Cuarenta millones de euros de factura y un Papa que no habla de Dios
Cuarenta millones de euros. Ese es el precio de una visita papal que, a juzgar por las reacciones, no ha dejado satisfecho a nadie. Ni a los que esperaban un mensaje religioso ni a los que veían en ella una oportunidad para el diálogo. El desencanto se extiende entre quienes consideran que el dinero podría haberse gastado en necesidades más acuciantes.
El coste que escuece
La cifra de 40 millones de euros ha sido uno de los puntos más repetidos en el debate público. Mientras la visita incluía actos como la entrada al Congreso o un encuentro con sindicatos, muchos se preguntan si el gasto estaba justificado. «Podían gastarlos en cosas más necesarias», se escuchó, reflejando una corriente crítica con el dispendio en tiempos de estrecheces.
Un discurso que no fue religioso
Quienes esperaban un mensaje de fe se toparon con algo muy distinto. «Ni una brizna de religión», resumió un análisis. El discurso fue calificado como masónico y agendista, y se mencionó una supuesta alabanza a la invasión musulmana por traer tolerancia.
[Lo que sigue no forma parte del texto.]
//! Reference test vectors for 64-bit integer emulation layers.
//!
//! An [`OperandGenerator`] feeds two builders: [`arith`] produces one row of
//! reference results per operand pair and [`shift`] enumerates every shift
//! distance against a few structured base values. The [`render`] module turns
//! both tables into C source or a raw binary blob.

pub mod arith;
pub mod operand;
pub mod render;
pub mod shift;

pub use arith::{ArithmeticRecord, RECORD_COUNT, SHIFT_BITS};
pub use operand::{LibcRand, OperandGenerator, RandSource};
pub use shift::{ShiftRecord, ShiftTestGroup, GROUP_COUNT};

/// Reinterprets the bits of `value` as a two's-complement signed integer.
pub fn as_signed(value: u64) -> i64 {
    value as i64
}

/// Reinterprets the bits of `value` as an unsigned integer.
pub fn as_unsigned(value: i64) -> u64 {
    value as u64
}

/// Both tables from one generation pass.
pub struct Vectors {
    pub records: Vec<ArithmeticRecord>,
    pub shift_groups: Vec<ShiftTestGroup>,
}

impl Vectors {
    /// Builds the arithmetic records, then the shift groups, from one source.
    pub fn generate<R: RandSource>(gen: &mut OperandGenerator<R>) -> Self {
        let records = arith::build_all(gen);
        let shift_groups = shift::build_all(gen);

        Self {
            records,
            shift_groups,
        }
    }
}

#[cfg(test)]
mod tests {
    use super::*;

    #[test]
    fn reinterpretation_keeps_bits() {
        assert_eq!(as_signed(0xffff_ffff_ffff_ffff), -1);
        assert_eq!(as_signed(0x8000_0000_0000_0000), i64::MIN);
        assert_eq!(as_unsigned(i64::MIN), 0x8000_0000_0000_0000);
        assert_eq!(as_unsigned(as_signed(0x0123_4567_89ab_cdef)), 0x0123_4567_89ab_cdef);
    }

    #[test]
    fn generate_produces_full_tables() {
        let mut gen = OperandGenerator::new(LibcRand::default());
        let vectors = Vectors::generate(&mut gen);

        assert_eq!(vectors.records.len(), RECORD_COUNT);
        assert_eq!(vectors.shift_groups.len(), GROUP_COUNT);
    }
}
Estas afirmaciones, aunque no verificadas, alimentaron la desconfianza de un sector que ve al Papa alejado de su misión espiritual.
La sensación de no sentirse representado
Una de las voces más repetidas era la de quien se sentía solo, sin nadie que le representara. «Oigo estupideces por todas partes, da igual jóvenes que mayores, izquierdas que derechas», confesaba. La polarización en torno a la figura papal no deja espacio para el matiz: unos lo ven como un actor político, otros como un gasto superfluo, y pocos como un líder religioso.
El resultado es un caldo de cultivo para el desencanto. Un Papa que no habla de Dios, una audiencia que no se siente representada, y una factura de 40 millones que difícilmente se justificará ante la opinión pública. La próxima vez, quizá, deberían pensarlo dos veces.